The latest unemployment numbers released from the Employment Security Department (ESD) continue to show that the unemployment trust fund is continuing to be drained at a rate much higher than the state is projecting. ESD continues to provide unclear and mis-leading reporting of the state unemployment fund balance and the rate of decline.

The May 14th press release shows the state spent $767 million (an increase of almost $130 million from the previous week) of federal and state funds on unemployment benefits for the week of May 3-9. Based on previous estimates, $245 million of the $767 million was spent from the state reserve.

The fund balance was $4 billion on May 1st. This was the last official balance available from ESD. Simple math shows that at an average of payout rate of $250 million a week means all the money will be gone in less than 100 days depending on the starting fund balance.

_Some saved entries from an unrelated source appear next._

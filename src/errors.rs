// src/errors.rs

//! Crate-wide error aliases and helpers.

use thiserror::Error;

use crate::expr::ExprError;

/// Runtime fault raised by a single stage while processing data.
#[derive(Error, Debug, Clone, PartialEq)]
pub enum StageFault {
    #[error("missing field '{0}'")]
    MissingField(String),

    #[error("field '{field}' is not numeric (got {value})")]
    NotNumeric { field: String, value: String },

    #[error("expression error: {0}")]
    Expr(#[from] ExprError),

    #[error("inconsistent batch: {0}")]
    Inconsistent(String),

    #[error("predicate did not evaluate to a boolean (got {0})")]
    NonBoolean(String),
}

#[derive(Error, Debug)]
pub enum EngineError {
    #[error("Invalid pipeline graph: {0}")]
    InvalidGraph(String),

    #[error("Unknown task: {0}")]
    UnknownTask(String),

    #[error("Task already running: {0}")]
    DuplicateName(String),

    #[error("No result for output '{output}' of task '{task}'")]
    NotFound { task: String, output: String },

    #[error("Stage '{stage}' failed: {source}")]
    Stage {
        stage: String,
        #[source]
        source: StageFault,
    },

    #[error("Fatal error: {0}")]
    Fatal(String),

    #[error("Task '{task}' failed: {source}")]
    TaskFailed {
        task: String,
        #[source]
        source: std::sync::Arc<EngineError>,
    },

    #[error("Input of task '{0}' is closed")]
    InputClosed(String),

    #[error("Malformed batch: {0}")]
    Decode(String),

    #[error("Configuration error: {0}")]
    ConfigError(String),

    #[error("IO error: {0}")]
    IoError(#[from] std::io::Error),

    #[error("TOML parsing error: {0}")]
    TomlError(#[from] toml::de::Error),

    #[error("JSON error: {0}")]
    JsonError(#[from] serde_json::Error),

    #[error(transparent)]
    Other(#[from] anyhow::Error),
}

impl EngineError {
    /// Fatal errors halt every stage of the owning task immediately instead
    /// of letting sibling stages drain.
    pub fn is_fatal(&self) -> bool {
        matches!(self, EngineError::Fatal(_))
    }
}

pub use anyhow::Error;
pub type Result<T> = std::result::Result<T, EngineError>;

These numbers are not readily available from the ESD press releases and contradict the departments own public statements. They were provided directly to Washington Policy Center (WPC) by the Employment Security Department after the previous WPC articles exposed the inaccurate nature of the numbers the department has been publishing. Officials are still not acknowledging the weakened state the trust fund is in.

ESD launched Operation 100% this week with the goal to pay all eligible claims by June 15th. For workers who were laid off during March who have not received benefits yet, this means a delay of 3 months before they see any money. This represents a potentially large increase to the currently reported payouts by ESD. Recent reports of fraud will add to the additional burden on the fund balance.

Depending on how long the COVID-19 lockdown goes on, it all adds up to a multibillion-dollar problem for the state.  Legislators and the public need accurate information so they can start addressing the fix.

Based on the slow-phased approach to reopening the economy, unemployment will be kept artificially higher. There is a point when the lockdown policy will be doing more harm to the state than the original health crisis did. The best way to regain the state’s fiscal health is to bring jobs back. Once people go back to work, they start paying into the unemployment fund instead of drawing money out.

The longer businesses are forced to remain closed and workers are home, the larger this problem will become.